When it was time to leave Clearwater River, I had to make the hard choice of skipping Glacier National Park due to heavy smoke, closed roads and the ranger’s advice. He said it was too late in the season, that all the cool waterfalls are mostly dried up already and the snowcap mostly gone.
Regrouping, I made plans to hit two parks in south Dakota for three or four days. That meant pushing to Billings in one day. Oh, my favorite word, pushing! That should be a warning for me after pushing up the hill on my first day out and ending up with my truck in the shop, right!?
So, heeding my own warning (and learning from past mistakes), I managed to make a 430-mile trip take twelve hours. That’s an average of 35.8 mph. Wow! ☹ I think the extra hours were due to a combination of slow driving, a stop for breakfast, a stop for food, a stop for gas and stops at rest areas for transmission cool downs. No wonder it took so long!
I stopped for breakfast at an IHOP and spotted a young man outside with a very loaded up back pack on his back plus a very full, smaller, day pack on his chest. He came in to use the restroom and I thought I’d offer to buy him breakfast since he was clearly on the road, but he left too fast. Oh well, I decided if he was outside when I left, I could still offer. Much to my surprise, when I was done, he was still there – YEAH! I asked him if he was hungry and when he said yes, I told him I would like to buy him breakfast. He accepted and we went in and sat down.
Lucas is on last leg of his journey home to British Columbia. His path has been the reverse of mine, geographically, which gave us much to talk about. Turns out he wants to get a business going that focuses on making sure people don’t lose their mobility in their end years. He is a licensed physical therapist and wants to add that training to natural healing approaches to help the elderly. What a wonderful and worthwhile goal! We talked a bit about my cancer journey, as well, and why it’s important to me. I enjoyed talking with him about my journey – it was great to talk with someone who understands that need to find a way to help others in a non-traditional way. His willingness to really listen to my story, not just pretending to care, showed what a genuine young man he is.

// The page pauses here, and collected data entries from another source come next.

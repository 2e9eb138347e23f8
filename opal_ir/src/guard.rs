//! Floating guard nodes.
//!
//! A guard checks a condition and deoptimizes when the check fails:
//! it fires iff `evaluate(condition) == negated`. Guards float — the
//! scheduler may place them anywhere that preserves their edges — but each
//! carries a `Guard`-typed edge to an *anchor*: the nearest begin that is
//! always reached before the guarded computation. That edge is what keeps a
//! hoisted guard from firing on paths where the guarded code would never
//! have executed.
//!
//! For code generation a live guard is lowered to an explicit `If` whose
//! off path is an unconditional deoptimize ([`Graph::lower_guard_to_if`]).

use crate::control::{BranchProbability, IfData, ProfileData, ProfileSource};
use crate::deopt::DeoptDescriptor;
use crate::graph::{Graph, GraphStage};
use crate::node::{Input, InputType, NodeId, NodeOp};
use crate::stamp::Stamp;

// =============================================================================
// Guard Data
// =============================================================================

/// Payload of a guard node.
#[derive(Debug, Clone, Copy, PartialEq, Eq, Hash)]
pub struct GuardData {
    /// The check fires when the condition evaluates to this value.
    pub negated: bool,
    /// What to do when it fires.
    pub deopt: DeoptDescriptor,
}

impl GuardData {
    pub fn new(negated: bool, deopt: DeoptDescriptor) -> Self {
        GuardData { negated, deopt }
    }

    /// Whether the guard fires (deoptimizes) for a condition value.
    #[inline]
    pub fn fires(&self, condition: bool) -> bool {
        condition == self.negated
    }

    /// The same guard on the logically negated condition.
    pub fn negate(&self) -> Self {
        GuardData {
            negated: !self.negated,
            deopt: self.deopt,
        }
    }
}

/// Nodes materialized by guard lowering.
#[derive(Debug, Clone, Copy)]
pub struct LoweredGuard {
    /// The explicit branch.
    pub if_node: NodeId,
    /// Begin of the continue (non-deoptimizing) path. Nodes that hung off
    /// the guard are re-anchored here.
    pub continue_begin: NodeId,
    /// The unconditional deoptimize on the failing path.
    pub deopt: NodeId,
}

// =============================================================================
// Graph Operations
// =============================================================================

impl Graph {
    /// Add a floating guard on `condition`, anchored at `anchor`.
    pub fn add_guard(&mut self, condition: NodeId, anchor: NodeId, data: GuardData) -> NodeId {
        debug_assert!(
            self.node(anchor).op.is_begin() || matches!(self.node(anchor).op, NodeOp::Guard(_)),
            "guard anchor must be a begin or another guard"
        );
        self.add(
            NodeOp::Guard(data),
            Stamp::Void,
            &[Input::condition(condition), Input::guard(anchor)],
        )
    }

    /// Lower a guard to an explicit `If` plus deoptimize, inserted after
    /// the guard's anchor.
    ///
    /// A fresh begin is placed between the branch and whatever followed the
    /// anchor, so nodes still anchored at the old position keep a distinct
    /// attachment point that is independent of the new branch. `state` is
    /// the frame state for the deoptimize; it is mandatory once frame
    /// states have been assigned.
    pub fn lower_guard_to_if(&mut self, guard: NodeId, state: Option<NodeId>) -> LoweredGuard {
        let (data, condition, anchor) = match &self.node(guard).op {
            NodeOp::Guard(data) => (
                *data,
                self.node(guard)
                    .find_input(InputType::Condition)
                    .expect("guard without condition"),
                self.node(guard)
                    .find_input(InputType::Guard)
                    .expect("guard without anchor"),
            ),
            op => unreachable!("lowering non-guard {}", op.name()),
        };
        debug_assert!(
            self.node(anchor).op.is_begin(),
            "guards anchored to guards must be lowered innermost-first"
        );
        debug_assert!(
            state.is_some() || self.stage() < GraphStage::FrameStatesAssigned,
            "lowering a guard without a frame state after state assignment"
        );

        let old_next = self.node(anchor).next();
        if old_next.is_some() {
            self.clear_successor(anchor, 0);
        }

        // The continue path keeps virtually all the probability mass; the
        // deopt path is injected as effectively never taken.
        let continue_probability = BranchProbability::from_f64(1.0 - 1e-6);
        let p_true = if data.negated {
            continue_probability.complement()
        } else {
            continue_probability
        };
        let if_node = self.add(
            NodeOp::If(IfData::new(ProfileData::new(p_true, ProfileSource::Injected))),
            Stamp::Void,
            &[Input::condition(condition)],
        );
        self.set_successor(anchor, 0, if_node);

        let continue_begin = self.add(NodeOp::Begin, Stamp::Void, &[]);
        let deopt_begin = self.add(NodeOp::Begin, Stamp::Void, &[]);
        // Guard fires when condition == negated: that side deoptimizes.
        let (true_succ, false_succ) = if data.negated {
            (deopt_begin, continue_begin)
        } else {
            (continue_begin, deopt_begin)
        };
        self.set_successor(if_node, 0, true_succ);
        self.set_successor(if_node, 1, false_succ);

        if let Some(next) = old_next {
            self.set_successor(continue_begin, 0, next);
        }

        let deopt_inputs: Vec<Input> = state.into_iter().map(Input::state).collect();
        let deopt = self.add(NodeOp::Deoptimize(data.deopt), Stamp::Void, &deopt_inputs);
        self.set_successor(deopt_begin, 0, deopt);

        // Everything guarded by the guard is now guarded by reaching the
        // continue path.
        self.replace_at_usages(guard, continue_begin, Some(InputType::Guard));
        self.replace_at_usages(guard, continue_begin, Some(InputType::Anchor));
        self.kill(guard);

        self.stats.guards_lowered += 1;
        log::debug!(
            "lowered guard to if {:?} / deopt {:?} ({})",
            if_node,
            deopt,
            data.deopt
        );
        self.maybe_verify();

        LoweredGuard {
            if_node,
            continue_begin,
            deopt,
        }
    }
}

// =============================================================================
// Tests
// =============================================================================

#[cfg(test)]
mod tests {
    use super::*;
    use crate::deopt::{DeoptAction, DeoptReason};

    fn descriptor() -> DeoptDescriptor {
        DeoptDescriptor::new(DeoptReason::BoundsCheck, DeoptAction::InvalidateReprofile)
    }

    #[test]
    fn test_guard_fires_iff_condition_equals_negated() {
        let plain = GuardData::new(false, descriptor());
        assert!(plain.fires(false));
        assert!(!plain.fires(true));

        let negated = GuardData::new(true, descriptor());
        assert!(negated.fires(true));
        assert!(!negated.fires(false));
    }

    #[test]
    fn test_double_negation_is_logically_equivalent() {
        let original = GuardData::new(false, descriptor());
        let round_tripped = original.negate().negate();
        for condition in [false, true] {
            assert_eq!(original.fires(condition), round_tripped.fires(condition));
        }
    }

    #[test]
    fn test_lowering_builds_if_plus_deopt() {
        let mut g = Graph::new();
        let entry = g.append_begin(g.start);
        g.append_return(entry, None);

        let param = g.parameter(0, Stamp::INT);
        let zero = g.const_int(0);
        let cond = g.int_cmp(crate::node::CmpOp::Ne, param, zero);
        let guard = g.add_guard(cond, entry, GuardData::new(false, descriptor()));

        let lowered = g.lower_guard_to_if(guard, None);

        assert!(!g.is_alive(guard));
        // Continue path on the true side for a non-negated guard.
        assert_eq!(g.node(lowered.if_node).successor(0), Some(lowered.continue_begin));
        // The old next (the return) now follows the continue begin.
        assert!(matches!(
            g.node(g.node(lowered.continue_begin).next().unwrap()).op,
            NodeOp::Return
        ));
        match &g.node(lowered.deopt).op {
            NodeOp::Deoptimize(d) => assert_eq!(*d, descriptor()),
            _ => unreachable!(),
        }
        assert!(g.verify().is_ok());
    }

    #[test]
    fn test_lowering_negated_guard_swaps_sides() {
        let mut g = Graph::new();
        let entry = g.append_begin(g.start);
        let cond = g.const_bool(false);
        let guard = g.add_guard(cond, entry, GuardData::new(true, descriptor()));

        let lowered = g.lower_guard_to_if(guard, None);
        // Guard fires when the condition is true: true side deoptimizes.
        let true_side = g.node(lowered.if_node).successor(0).unwrap();
        assert_eq!(g.node(true_side).next(), Some(lowered.deopt));
    }

    #[test]
    fn test_lowering_reanchors_dependents_to_continue_begin() {
        let mut g = Graph::new();
        let entry = g.append_begin(g.start);
        let c1 = g.const_bool(true);
        let c2 = g.const_bool(false);
        let outer = g.add_guard(c1, entry, GuardData::new(false, descriptor()));
        let dependent = g.add_guard(c2, outer, GuardData::new(false, descriptor()));

        let lowered = g.lower_guard_to_if(outer, None);
        assert_eq!(
            g.node(dependent).find_input(InputType::Guard),
            Some(lowered.continue_begin)
        );
    }
}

I have run into a surprising number of very ambivalent people who seemingly could care less about my journey. I hope that I’ve at least given them something to think about, maybe planted some seeds, but at the time it hasn’t felt like it. That can be pretty discouraging. With Lucas, that was not the case at all. He asked questions about my plans, was really open, truly heard me, and because of that we were able to share a lot of great stuff and found much in common. At the end, we traded email addresses, hugged good-bye and parted, I think both feeling that it had been a good morning.
But that which starts well may not end that way. It seemed as if all day the roads were uphill with very little rest for my transmission. Still worried about its ability to stay cool, I took it easy, never going over 60 and hitting as low as 40 mph on steep hills. Incredibly, not one person honked at me! I think that, at home in Tacoma, I would have gotten more than a honk from some drivers. I did my best, though, stopping at all rest areas – even taking a 1-hour break at one – to really let it cool down.

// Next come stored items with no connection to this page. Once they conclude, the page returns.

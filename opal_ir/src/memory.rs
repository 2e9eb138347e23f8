//! Memory-kill tracking over the fixed control skeleton.
//!
//! Aliasing is expressed without points-to analysis: every memory location
//! belongs to a named equivalence class, a [`LocationIdentity`]. Control
//! nodes that invalidate memory declare which classes they kill; a memory
//! read may be reordered across a stretch of the control skeleton only if
//! no kill with a matching (or universally aliasing [`LocationIdentity::ANY`])
//! identity lies in between.
//!
//! Kills appear on killing begins (single or multi location), on invokes
//! (which conservatively kill everything), and on the start node.

use smallvec::SmallVec;

use crate::graph::Graph;
use crate::node::{NodeId, NodeOp};

// =============================================================================
// Location Identity
// =============================================================================

/// An abstract name for a class of memory locations.
///
/// Named identities are interned symbols handed out by the external
/// metadata provider (field ids, array element kinds). `Any` aliases every
/// location and is the conservative default for calls.
#[derive(Debug, Clone, Copy, PartialEq, Eq, Hash, PartialOrd, Ord)]
pub enum LocationIdentity {
    /// Aliases all locations.
    Any,
    /// A single named aliasing class.
    Named(u32),
}

impl LocationIdentity {
    /// The universally aliasing identity.
    pub const ANY: LocationIdentity = LocationIdentity::Any;

    /// Whether a kill of `self` invalidates a location of identity `other`.
    #[inline]
    pub fn overlaps(&self, other: &LocationIdentity) -> bool {
        match (self, other) {
            (LocationIdentity::Any, _) | (_, LocationIdentity::Any) => true,
            (LocationIdentity::Named(a), LocationIdentity::Named(b)) => a == b,
        }
    }
}

impl std::fmt::Display for LocationIdentity {
    fn fmt(&self, f: &mut std::fmt::Formatter<'_>) -> std::fmt::Result {
        match self {
            LocationIdentity::Any => write!(f, "ANY"),
            LocationIdentity::Named(symbol) => write!(f, "loc{}", symbol),
        }
    }
}

/// The location set of a multi-kill. Two inline slots cover the common
/// "field plus array" case.
pub type KillSet = SmallVec<[LocationIdentity; 2]>;

// =============================================================================
// Kill Queries
// =============================================================================

/// What a control node declares killed.
#[derive(Debug, Clone, Copy, PartialEq, Eq)]
pub enum Kills<'a> {
    /// Kills nothing.
    None,
    /// Kills one identity.
    Single(LocationIdentity),
    /// Kills a set of identities.
    Multi(&'a [LocationIdentity]),
    /// Kills every location.
    Any,
}

impl Kills<'_> {
    /// Whether the declared kill invalidates `location`.
    pub fn covers(&self, location: &LocationIdentity) -> bool {
        match self {
            Kills::None => false,
            Kills::Single(killed) => killed.overlaps(location),
            Kills::Multi(killed) => killed.iter().any(|k| k.overlaps(location)),
            Kills::Any => true,
        }
    }

    /// Whether anything at all is killed.
    pub fn is_kill(&self) -> bool {
        !matches!(self, Kills::None)
    }
}

/// The kill declaration of an operation.
pub fn kill_set(op: &NodeOp) -> Kills<'_> {
    match op {
        NodeOp::KillingBegin(location) => Kills::Single(*location),
        NodeOp::MultiKillingBegin(locations) => Kills::Multi(locations),
        // A call may write anything; the start node is the initial kill of
        // every location.
        NodeOp::Invoke(_) | NodeOp::InvokeWithException(_) | NodeOp::Start => Kills::Any,
        _ => Kills::None,
    }
}

/// Whether two operations declare the identical kill set.
pub fn same_kill_set(a: &NodeOp, b: &NodeOp) -> bool {
    match (kill_set(a), kill_set(b)) {
        (Kills::None, Kills::None) | (Kills::Any, Kills::Any) => true,
        (Kills::Single(x), Kills::Single(y)) => x == y,
        (Kills::Multi(x), Kills::Multi(y)) => {
            x.len() == y.len() && x.iter().all(|loc| y.contains(loc))
        }
        (Kills::Single(x), Kills::Multi(y)) | (Kills::Multi(y), Kills::Single(x)) => {
            y.len() == 1 && y[0] == x
        }
        _ => false,
    }
}

impl Graph {
    /// Whether `node` kills `location`.
    pub fn kills_location(&self, node: NodeId, location: &LocationIdentity) -> bool {
        kill_set(&self.node(node).op).covers(location)
    }

    /// Whether no kill of `location` lies strictly between `earlier` and
    /// `later` on the fixed skeleton.
    ///
    /// Walks the predecessor chain from `later` back to `earlier`; the walk
    /// is conservative and reports `false` when it leaves a straight-line
    /// stretch (a merge or the start node) before reaching `earlier`.
    pub fn no_kill_between(
        &self,
        earlier: NodeId,
        later: NodeId,
        location: &LocationIdentity,
    ) -> bool {
        debug_assert!(self.node(earlier).op.is_fixed());
        debug_assert!(self.node(later).op.is_fixed());

        let mut cursor = self.pred(later);
        while let Some(current) = cursor {
            if current == earlier {
                return true;
            }
            if self.kills_location(current, location) {
                return false;
            }
            let op = &self.node(current).op;
            if op.is_merge() || matches!(op, NodeOp::Start) {
                // Multiple incoming paths (or chain start): give up.
                return false;
            }
            cursor = self.pred(current);
        }
        false
    }

    /// Whether a kill begin is redundant: its predecessor already kills the
    /// identical location set, so the later kill adds no ordering.
    pub fn is_redundant_kill_begin(&self, begin: NodeId) -> bool {
        let op = &self.node(begin).op;
        if !matches!(op, NodeOp::KillingBegin(_) | NodeOp::MultiKillingBegin(_)) {
            return false;
        }
        match self.pred(begin) {
            Some(pred) => same_kill_set(op, &self.node(pred).op),
            None => false,
        }
    }

    /// The kill declaration of a node, for scheduling queries.
    pub fn kills(&self, node: NodeId) -> Kills<'_> {
        kill_set(&self.node(node).op)
    }
}

impl Graph {
    /// Fixed node walk: the predecessor of a fixed node, if it has one.
    ///
    /// Merges have no successor-edge predecessor; their incoming paths are
    /// the end nodes held as association inputs.
    pub fn pred(&self, node: NodeId) -> Option<NodeId> {
        let pred = self.pred_raw(node);
        if pred.is_valid() {
            Some(pred)
        } else {
            None
        }
    }
}

// =============================================================================
// Tests
// =============================================================================

#[cfg(test)]
mod tests {
    use super::*;

    #[test]
    fn test_any_overlaps_everything() {
        let field = LocationIdentity::Named(7);
        assert!(LocationIdentity::ANY.overlaps(&field));
        assert!(field.overlaps(&LocationIdentity::ANY));
        assert!(field.overlaps(&field));
        assert!(!field.overlaps(&LocationIdentity::Named(8)));
    }

    #[test]
    fn test_kill_declarations_by_op() {
        let single = NodeOp::KillingBegin(LocationIdentity::Named(1));
        assert!(kill_set(&single).covers(&LocationIdentity::Named(1)));
        assert!(!kill_set(&single).covers(&LocationIdentity::Named(2)));
        assert!(kill_set(&single).covers(&LocationIdentity::ANY));

        assert!(matches!(kill_set(&NodeOp::Begin), Kills::None));
        assert!(matches!(kill_set(&NodeOp::Start), Kills::Any));
    }

    #[test]
    fn test_kill_set_equality_ignores_order_and_shape() {
        let a = NodeOp::MultiKillingBegin(KillSet::from_slice(&[
            LocationIdentity::Named(1),
            LocationIdentity::Named(2),
        ]));
        let b = NodeOp::MultiKillingBegin(KillSet::from_slice(&[
            LocationIdentity::Named(2),
            LocationIdentity::Named(1),
        ]));
        assert!(same_kill_set(&a, &b));

        let single = NodeOp::KillingBegin(LocationIdentity::Named(3));
        let multi_one = NodeOp::MultiKillingBegin(KillSet::from_slice(&[LocationIdentity::Named(3)]));
        assert!(same_kill_set(&single, &multi_one));
        assert!(!same_kill_set(&single, &a));
    }
}
impl BranchProbability {
    const DENOM: u64 = 1u64 << 32;

    /// Always taken.
    pub const ALWAYS: Self = Self { numer: u32::MAX };
    /// Never taken.
    pub const NEVER: Self = Self { numer: 0 };
    /// Even odds.
    pub const EVEN: Self = Self { numer: u32::MAX / 2 };

    /// From a floating-point probability, clamped to [0, 1].
    pub fn from_f64(p: f64) -> Self {
        let p = p.clamp(0.0, 1.0);
        Self {
            numer: (p * Self::DENOM as f64).min(u32::MAX as f64) as u32,
        }
    }

    /// As a floating-point probability in [0, 1].
    pub fn as_f64(self) -> f64 {
        self.numer as f64 / Self::DENOM as f64
    }

    /// The complement `1 - p`.
    pub fn complement(self) -> Self {
        Self {
            numer: u32::MAX - self.numer,
        }
    }

    /// The raw fixed-point numerator (wire representation).
    pub(crate) const fn raw(self) -> u32 {
        self.numer
    }

    /// Rebuild from the raw fixed-point numerator.
    pub(crate) const fn from_raw(numer: u32) -> Self {
        Self { numer }
    }
}

// =============================================================================
// Profile Trust
// =============================================================================

/// Where a branch probability came from, ordered by trust.
///
/// Lower ordinal = more trusted. Combining two sources keeps the more
/// trusted one, so an injected probability dominates profile data, which
/// dominates a guess.
#[derive(Debug, Clone, Copy, PartialEq, Eq, Hash, PartialOrd, Ord)]
#[repr(u8)]
pub enum ProfileSource {
    /// Asserted by the compiler or an annotation.
    Injected = 0,
    /// Measured by the profiler.
    Profiled = 1,
    /// Nothing is known.
    Unknown = 2,
}

impl ProfileSource {
    /// Decode from the wire representation.
    pub const fn from_u8(raw: u8) -> Option<Self> {
        match raw {
            0 => Some(Self::Injected),
            1 => Some(Self::Profiled),
            2 => Some(Self::Unknown),
            _ => None,
        }
    }

    /// Combine two trust levels: the lower ordinal wins.
    pub fn combine(self, other: Self) -> Self {
        if (self as u8) <= (other as u8) {
            self
        } else {
            other
        }
    }
}

/// A probability plus the trust in it.
#[derive(Debug, Clone, Copy, PartialEq, Eq, Hash)]
pub struct ProfileData {
    pub probability: BranchProbability,
    pub source: ProfileSource,
}

impl ProfileData {
    /// An untrusted even split.
    pub const UNKNOWN: ProfileData = ProfileData {
        probability: BranchProbability::EVEN,
        source: ProfileSource::Unknown,
    };

    pub fn new(probability: BranchProbability, source: ProfileSource) -> Self {
        ProfileData {
            probability,
            source,
        }
    }

    /// Derive a new probability from two contributing profiles; the result
    /// carries the dominant (more trusted) source.
    pub fn derived(probability: BranchProbability, a: ProfileSource, b: ProfileSource) -> Self {
        ProfileData {
            probability,
            source: a.combine(b),
        }
    }
}

/// Payload of a two-way control split: the probability of the true
/// successor.
#[derive(Debug, Clone, Copy, PartialEq, Eq, Hash)]
pub struct IfData {
    pub profile: ProfileData,
}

After all of this I rolled into Billings in the dark, navigating to my hotel with my not-so-great-night vision. ☹ I Made it, though, checked in and breathed a sigh of relief, exhausted! I climbed in bed that night, realizing that it’s time to fix cooling system for my transmission or I won’t be home for Christmas!
All went well at the dealership, which was a HUGE relief, although after being away from my truck for a day, I noticed that it really smells from the forest fire smoke I’ve driven through. What a summer of fires!!
And we’re off to Cook Lake, one step closer to the Badlands.